Missouri's anti-union "right to work" law was signed into law last year by the state's disgraced, loathsome (now ex-)governor, Eric Greitens. At the time, it seemed the fix was in: between voter suppression campaigns and gerrymandering, the Missouri legislature was effectively insulated from the will of the people it governed, able to secure re-election by doing the dirty work of the state's wealthy elite to the detriment of the state's majority of (disenfranchised) working people.


But Missourians fought back. The state's trade unions canvassed for signatures to put the right to work law on the ballot during the August special election. The law was so unpopular that the AFL-CIO was able to get more than 300,000 signatures on direct ballot petition (they only needed 100,000), and when Missourians went to the polls this week, they easily carried the day — and the law is dead, with 65% of Missourians voting to kill it.


Missouri organizers say that the 1% have awakened a "sleeping giant": that working people have woken up to the risk posed by the concentration of money into fewer and fewer hands, the hoarding of America's prosperity, the distorting of its policies, and they are not going to take it anymore.

The special election was also a litmus test for Missouri politicians: many of the politicians who campaigned to keep unions down during this race are up for re-election in November, and the triumphant labor activists who scored this victory will make sure voters are reminded of their representatives' positions when those campaigns kick off.


"Working people needed 100,000 signatures to get that issue on the ballot. We submitted over 300,000," said AFL-CIO President Richard Trumka in a speech Tuesday, anticipating a positive outcome for unions. "Working people are writing a comeback story unlike any I've seen in my 50 years in the labor movement."
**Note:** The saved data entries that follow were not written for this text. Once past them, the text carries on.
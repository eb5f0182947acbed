//! Web server for map visualization
//!
//! Provides an HTTP server using Axum to serve the map UI and JSON API
//! endpoints.

use std::net::SocketAddr;
use std::sync::Arc;

use axum::Router;
use serde_json::Value;
use tokio::net::TcpListener;
use tower_http::cors::CorsLayer;
use tracing::info;

use crate::map::CollaborationMap;
use crate::render::to_geojson;
use crate::report::MapSummary;

use super::routes;

/// Shared application state
pub struct AppState {
    pub geojson: Value,
    pub summary: MapSummary,
}

impl AppState {
    pub fn new(map: &CollaborationMap) -> Self {
        Self {
            geojson: to_geojson(map),
            summary: MapSummary::from_map(map),
        }
    }
}

/// Configuration for the web server
pub struct ServerConfig {
    pub port: u16,
    pub open_browser: bool,
}

impl Default for ServerConfig {
    fn default() -> Self {
        Self {
            port: 3000,
            open_browser: true,
        }
    }
}

/// Build the application router
pub fn app(state: Arc<AppState>) -> Router {
    Router::new()
        .merge(routes::api_routes())
        .merge(routes::static_routes())
        .layer(CorsLayer::permissive())
        .with_state(state)
}

/// Start the web server and serve the map
pub async fn start_server(
    map: &CollaborationMap,
    config: ServerConfig,
) -> Result<(), Box<dyn std::error::Error + Send + Sync>> {
    let state = Arc::new(AppState::new(map));

    let addr = SocketAddr::from(([127, 0, 0, 1], config.port));
    let listener = TcpListener::bind(addr).await?;

    let url = format!("http://localhost:{}", config.port);
    eprintln!("Starting web server at {}", url);
    info!(%addr, "web server listening");

    if config.open_browser {
        eprintln!("Opening browser...");
        if let Err(e) = open::that(&url) {
            eprintln!("Warning: Could not open browser: {}", e);
            eprintln!("Please open {} manually", url);
        }
    }

    eprintln!("Press Ctrl+C to stop the server");

    axum::serve(listener, app(state)).await?;

    Ok(())
}
//! Error types for treewatch
//!
//! Uses `thiserror` for library errors; the CLI wraps them with `anyhow`.

use std::path::PathBuf;
use thiserror::Error;

/// Result type alias for treewatch operations
pub type WatchResult<T> = Result<T, WatchError>;

/// Main error type for watcher construction and runs
#[derive(Error, Debug)]
pub enum WatchError {
    /// A configured pattern is not a valid regular expression
    #[error("invalid pattern '{pattern}': {source}")]
    InvalidPattern {
        pattern: String,
        #[source]
        source: regex::Error,
    },

    /// Include roots must be absolute
    #[error("path is not absolute: {}", path.display())]
    NotAbsolutePath { path: PathBuf },

    /// Directory walk visited more entries than allowed
    #[error("recursion limit exceeded under {}: more than {limit} entries", root.display())]
    RecursionLimit { root: PathBuf, limit: usize },

    /// Error reported by the OS notification mechanism
    #[error("watch mechanism error: {0}")]
    Mechanism(#[from] notify::Error),

    /// IO error on a configured path
    #[error("IO error on {}: {source}", path.display())]
    Io {
        path: PathBuf,
        #[source]
        source: std::io::Error,
    },

    /// The OS signal relay could not be installed
    #[error("failed to install signal handler: {0}")]
    SignalHandler(String),

    /// `run` was called on a watcher that already left the idle state
    #[error("watcher has already been started")]
    AlreadyStarted,

    /// Invalid configuration file
    #[error("invalid config in {}: {message}", file.display())]
    Config { file: PathBuf, message: String },
}

#[cfg(test)]
mod tests {
    use super::*;

    #[test]
    fn test_error_display_not_absolute() {
        let err = WatchError::NotAbsolutePath {
            path: PathBuf::from("relative/dir"),
        };
        assert_eq!(err.to_string(), "path is not absolute: relative/dir");
    }

    #[test]
    fn test_error_display_recursion_limit() {
        let err = WatchError::RecursionLimit {
            root: PathBuf::from("/srv/app"),
            limit: 10,
        };
        assert_eq!(
            err.to_string(),
            "recursion limit exceeded under /srv/app: more than 10 entries"
        );
    }

    #[test]
    fn test_error_display_invalid_pattern_names_pattern() {
        let source = regex::Regex::new("(unclosed").unwrap_err();
        let err = WatchError::InvalidPattern {
            pattern: "(unclosed".to_string(),
            source,
        };
        assert!(err.to_string().starts_with("invalid pattern '(unclosed'"));
    }

    #[test]
    fn test_error_from_notify() {
        let err: WatchError = notify::Error::generic("inotify limit reached").into();
        assert!(matches!(err, WatchError::Mechanism(_)));
        assert!(err.to_string().contains("inotify limit reached"));
    }
}
//! Property tests for change-event filtering.

use proptest::prelude::*;

use treewatch::{ChangeEvent, ChangeKind, EventFilter, PatternSet};

fn kind() -> impl Strategy<Value = ChangeKind> {
    prop_oneof![
        Just(ChangeKind::Create),
        Just(ChangeKind::Write),
        Just(ChangeKind::Remove),
        Just(ChangeKind::Rename),
        Just(ChangeKind::Metadata),
        Just(ChangeKind::Access),
        Just(ChangeKind::Other),
    ]
}

fn file_path() -> impl Strategy<Value = String> {
    proptest::string::string_regex("/[a-z]{1,8}(/[a-z0-9_]{1,8}){0,3}\\.(go|rs|txt)").unwrap()
}

fn filter(include: &[&str], exclude: &[&str]) -> EventFilter {
    EventFilter::new(
        PatternSet::new(include).unwrap(),
        PatternSet::new(exclude).unwrap(),
    )
}

proptest! {
    #![proptest_config(ProptestConfig {
        cases: 128,
        .. ProptestConfig::default()
    })]

    /// PROPERTY: Blank paths never pass, whatever the patterns.
    #[test]
    fn property_blank_path_never_accepted(
        blank in "[ \t\n]{0,4}",
        with_include in any::<bool>(),
    ) {
        let include: &[&str] = if with_include { &[".*"] } else { &[] };
        let f = filter(include, &[]);
        prop_assert!(!f.accept(&ChangeEvent::write(blank)));
    }

    /// PROPERTY: Only writes are ever accepted.
    #[test]
    fn property_only_writes_accepted(kind in kind(), path in file_path()) {
        let f = filter(&[], &[]);
        prop_assert_eq!(f.accept(&ChangeEvent::new(kind, path)), kind == ChangeKind::Write);
    }

    /// PROPERTY: Exclusion always wins over inclusion.
    #[test]
    fn property_exclude_wins(path in file_path()) {
        let f = filter(&[".*"], &[r"\.go$"]);
        let accepted = f.accept(&ChangeEvent::write(path.clone()));
        prop_assert_eq!(accepted, !path.ends_with(".go"));
    }

    /// PROPERTY: With include patterns configured, non-matching writes are dropped.
    #[test]
    fn property_include_restricts(path in file_path()) {
        let f = filter(&[r"\.rs$"], &[]);
        prop_assert_eq!(f.accept(&ChangeEvent::write(path.clone())), path.ends_with(".rs"));
    }
}
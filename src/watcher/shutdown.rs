//! Shutdown signalling
//!
//! Programmatic stops go through [`ShutdownHandle`]. OS signals (Ctrl+C,
//! SIGTERM) are relayed onto the same channel by a handler that is installed
//! once per process and fans out to every running watcher.

use std::fmt;
use std::sync::atomic::{AtomicU64, Ordering};
use std::sync::{Mutex, OnceLock};

use crossbeam_channel::Sender;
use serde::Serialize;

use crate::error::{WatchError, WatchResult};

/// Why a watcher stopped
#[derive(Debug, Clone, Copy, PartialEq, Eq, Serialize)]
#[serde(rename_all = "snake_case")]
pub enum StopReason {
    /// SIGINT or SIGTERM
    UserSignal,
    /// `Watcher::signal` or a cloned handle
    ProgrammaticSignal,
    /// The notification channel closed
    ChannelClosed,
    /// The notification mechanism reported an error
    MechanismError,
}

impl fmt::Display for StopReason {
    fn fmt(&self, f: &mut fmt::Formatter<'_>) -> fmt::Result {
        let s = match self {
            StopReason::UserSignal => "user signal",
            StopReason::ProgrammaticSignal => "programmatic signal",
            StopReason::ChannelClosed => "channel closed",
            StopReason::MechanismError => "mechanism error",
        };
        f.write_str(s)
    }
}

/// Cloneable trigger for stopping a running watcher.
///
/// Sending never blocks; extra requests after the first are ignored by the
/// loop.
#[derive(Debug, Clone)]
pub struct ShutdownHandle {
    tx: Sender<StopReason>,
}

impl ShutdownHandle {
    pub(crate) fn new(tx: Sender<StopReason>) -> Self {
        Self { tx }
    }

    /// Request a clean stop
    pub fn signal(&self) {
        self.request(StopReason::ProgrammaticSignal);
    }

    pub(crate) fn request(&self, reason: StopReason) {
        // The receiver lives as long as the watcher; a failed send means
        // there is nobody left to stop.
        let _ = self.tx.send(reason);
    }
}

type Subscribers = Mutex<Vec<(u64, ShutdownHandle)>>;

static SUBSCRIBERS: OnceLock<Subscribers> = OnceLock::new();
static HANDLER: OnceLock<Result<(), String>> = OnceLock::new();
static NEXT_ID: AtomicU64 = AtomicU64::new(0);

fn subscribers() -> &'static Subscribers {
    SUBSCRIBERS.get_or_init(|| Mutex::new(Vec::new()))
}

/// Keeps a handle subscribed to OS signals until dropped
#[derive(Debug)]
pub(crate) struct SignalSubscription {
    id: u64,
}

/// Relay SIGINT/SIGTERM to `handle` until the returned guard is dropped.
pub(crate) fn subscribe(handle: ShutdownHandle) -> WatchResult<SignalSubscription> {
    let installed = HANDLER.get_or_init(|| {
        ctrlc::set_handler(|| {
            let subs = subscribers().lock().unwrap_or_else(|e| e.into_inner());
            for (_, handle) in subs.iter() {
                handle.request(StopReason::UserSignal);
            }
        })
        .map_err(|e| e.to_string())
    });
    if let Err(message) = installed {
        return Err(WatchError::SignalHandler(message.clone()));
    }

    let id = NEXT_ID.fetch_add(1, Ordering::Relaxed);
    subscribers()
        .lock()
        .unwrap_or_else(|e| e.into_inner())
        .push((id, handle));
    Ok(SignalSubscription { id })
}

impl Drop for SignalSubscription {
    fn drop(&mut self) {
        subscribers()
            .lock()
            .unwrap_or_else(|e| e.into_inner())
            .retain(|(id, _)| *id != self.id);
    }
}
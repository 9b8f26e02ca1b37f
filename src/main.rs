//! treewatch CLI - re-run a command whenever a directory tree changes
//!
//! Usage: treewatch <COMMAND>
//!
//! Commands:
//!   run    Watch directories and run a command on every change
//!   check  List the directories that would be watched
//!   init   Write a starter treewatch.toml

use anyhow::Result;
use clap::Parser;

mod cli;
mod commands;
mod logging;

use cli::{Cli, Commands};

fn main() -> Result<()> {
    let cli = Cli::parse();
    logging::init(cli.verbose);

    match cli.command {
        Commands::Run { watch, command } => commands::run::cmd_run(&watch, &command, cli.json),
        Commands::Check { watch } => commands::check::cmd_check(&watch, cli.json),
        Commands::Init { path, force } => commands::init::cmd_init(&path, force, cli.json),
    }
}

#[cfg(test)]
mod tests {
    use super::*;
    use std::path::PathBuf;
    use treewatch::DebounceMode;

    #[test]
    fn test_cli_parse_run_with_command() {
        let cli = Cli::try_parse_from([
            "treewatch",
            "run",
            "--include",
            "src",
            "--include-change",
            r"\.rs$",
            "--delay-ms",
            "200",
            "--debounce",
            "coalesce",
            "--",
            "cargo",
            "build",
        ])
        .unwrap();

        match cli.command {
            Commands::Run { watch, command } => {
                assert_eq!(watch.include, vec![PathBuf::from("src")]);
                assert_eq!(watch.include_change, vec![r"\.rs$".to_string()]);
                assert_eq!(watch.delay_ms, Some(200));
                assert_eq!(watch.debounce, Some(DebounceMode::Coalesce));
                assert_eq!(command, vec!["cargo", "build"]);
            }
            _ => panic!("Expected Run command"),
        }
    }

    #[test]
    fn test_cli_parse_negative_delay() {
        let cli = Cli::try_parse_from(["treewatch", "check", "--delay-ms", "-5"]).unwrap();
        match cli.command {
            Commands::Check { watch } => assert_eq!(watch.delay_ms, Some(-5)),
            _ => panic!("Expected Check command"),
        }
    }

    #[test]
    fn test_cli_rejects_unknown_debounce() {
        assert!(Cli::try_parse_from(["treewatch", "run", "--debounce", "sometimes"]).is_err());
    }

    #[test]
    fn test_cli_global_flags_after_subcommand() {
        let cli = Cli::try_parse_from(["treewatch", "init", "--force", "--json", "-vv"]).unwrap();
        assert!(cli.json);
        assert_eq!(cli.verbose, 2);
        match cli.command {
            Commands::Init { path, force } => {
                assert_eq!(path, PathBuf::from("treewatch.toml"));
                assert!(force);
            }
            _ => panic!("Expected Init command"),
        }
    }
}
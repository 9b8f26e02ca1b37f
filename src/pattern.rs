//! Regex pattern sets used for path inclusion and exclusion.

use regex::Regex;

use crate::error::{WatchError, WatchResult};

/// A compiled list of regular expressions.
///
/// Matching uses regex search semantics: a pattern matches if it matches
/// anywhere in the path, so `node_modules` excludes every path containing it.
#[derive(Debug, Clone, Default)]
pub struct PatternSet {
    patterns: Vec<Regex>,
}

impl PatternSet {
    /// Compile every pattern, failing on the first invalid one.
    pub fn new<I, S>(patterns: I) -> WatchResult<Self>
    where
        I: IntoIterator<Item = S>,
        S: AsRef<str>,
    {
        let patterns = patterns
            .into_iter()
            .map(|pattern| {
                let pattern = pattern.as_ref();
                Regex::new(pattern).map_err(|source| WatchError::InvalidPattern {
                    pattern: pattern.to_string(),
                    source,
                })
            })
            .collect::<WatchResult<Vec<_>>>()?;

        Ok(Self { patterns })
    }

    /// True if any pattern matches the path
    pub fn matches(&self, path: &str) -> bool {
        self.patterns.iter().any(|r| r.is_match(path))
    }

    pub fn is_empty(&self) -> bool {
        self.patterns.is_empty()
    }

    pub fn len(&self) -> usize {
        self.patterns.len()
    }

    /// Source strings of the compiled patterns, in configuration order
    pub fn as_strs(&self) -> Vec<&str> {
        self.patterns.iter().map(Regex::as_str).collect()
    }
}
#![no_main]

use libfuzzer_sys::fuzz_target;

fuzz_target!(|data: &[u8]| {
    if let Ok(content) = std::str::from_utf8(data) {
        // Config parsing must never panic, including the unknown-key path
        let _ = toml::from_str::<treewatch::Config>(content);

        let dir = std::env::temp_dir().join("treewatch-fuzz");
        if std::fs::create_dir_all(&dir).is_ok() {
            let path = dir.join("treewatch.toml");
            if std::fs::write(&path, content).is_ok() {
                let _ = treewatch::config::load_with_warnings(&path);
            }
        }
    }
});
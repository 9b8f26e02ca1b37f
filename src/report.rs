//! Reports emitted by the CLI while watching
//!
//! With `--json` each report is one NDJSON line; otherwise a short
//! timestamped line.

use std::time::{SystemTime, UNIX_EPOCH};

use serde::Serialize;

use crate::watcher::StopReason;

#[derive(Debug, Clone, PartialEq, Serialize)]
#[serde(tag = "event", rename_all = "snake_case")]
pub enum WatchReport {
    WatchStarted {
        roots: Vec<String>,
        directories: usize,
    },
    Change {
        path: String,
    },
    CommandStarted {
        command: String,
        path: String,
    },
    CommandFinished {
        command: String,
        success: bool,
        code: Option<i32>,
    },
    Error {
        message: String,
    },
    Shutdown {
        reason: StopReason,
    },
}

impl WatchReport {
    pub fn to_json(&self) -> String {
        serde_json::to_string(self).unwrap_or_else(|_| "{}".to_string())
    }

    pub fn is_error(&self) -> bool {
        match self {
            WatchReport::Error { .. } => true,
            WatchReport::CommandFinished { success, .. } => !success,
            _ => false,
        }
    }

    /// Human-readable line, without trailing newline
    pub fn render(&self, timestamp: &str) -> String {
        let body = match self {
            WatchReport::WatchStarted { roots, directories } => format!(
                "watching {} director{} under {}",
                directories,
                if *directories == 1 { "y" } else { "ies" },
                roots.join(", ")
            ),
            WatchReport::Change { path } => format!("changed {}", path),
            WatchReport::CommandStarted { command, .. } => format!("running `{}`", command),
            WatchReport::CommandFinished {
                command,
                success: true,
                ..
            } => format!("`{}` finished", command),
            WatchReport::CommandFinished {
                command,
                code: Some(code),
                ..
            } => format!("`{}` failed with exit code {}", command, code),
            WatchReport::CommandFinished { command, .. } => {
                format!("`{}` terminated by signal", command)
            }
            WatchReport::Error { message } => format!("error: {}", message),
            WatchReport::Shutdown { reason } => format!("stopped ({})", reason),
        };
        format!("[{}] {}", timestamp, body)
    }
}

/// Wall-clock `HH:MM:SS` (UTC) for human output
pub fn timestamp_now() -> String {
    SystemTime::now()
        .duration_since(UNIX_EPOCH)
        .map(|d| format_clock(d.as_secs()))
        .unwrap_or_else(|_| "00:00:00".to_string())
}

fn format_clock(epoch_secs: u64) -> String {
    let secs = epoch_secs % 86_400;
    format!(
        "{:02}:{:02}:{:02}",
        secs / 3600,
        (secs % 3600) / 60,
        secs % 60
    )
}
The Missouri vote represents a victory for unions in a political landscape that is increasingly hostile toward them. The state's debate received national attention after the U.S. Supreme Court dealt a blow to public-sector unions in June. In that case, Janus v. AFSCME, the justices ruled it is unconstitutional to require "nonconsenting employees" to pay fees to unions.

"Anti-union forces awoke a sleeping giant," says Philip Dine, a former labor reporter and author of State of the Unions. "I think unions have become energized and realize they have to fight back."


'Anti-Union Forces Awoke a Sleeping Giant': Voters Overturn a New Anti-Union Law [Candice Norwood/Governing]


(via Naked Capitalism)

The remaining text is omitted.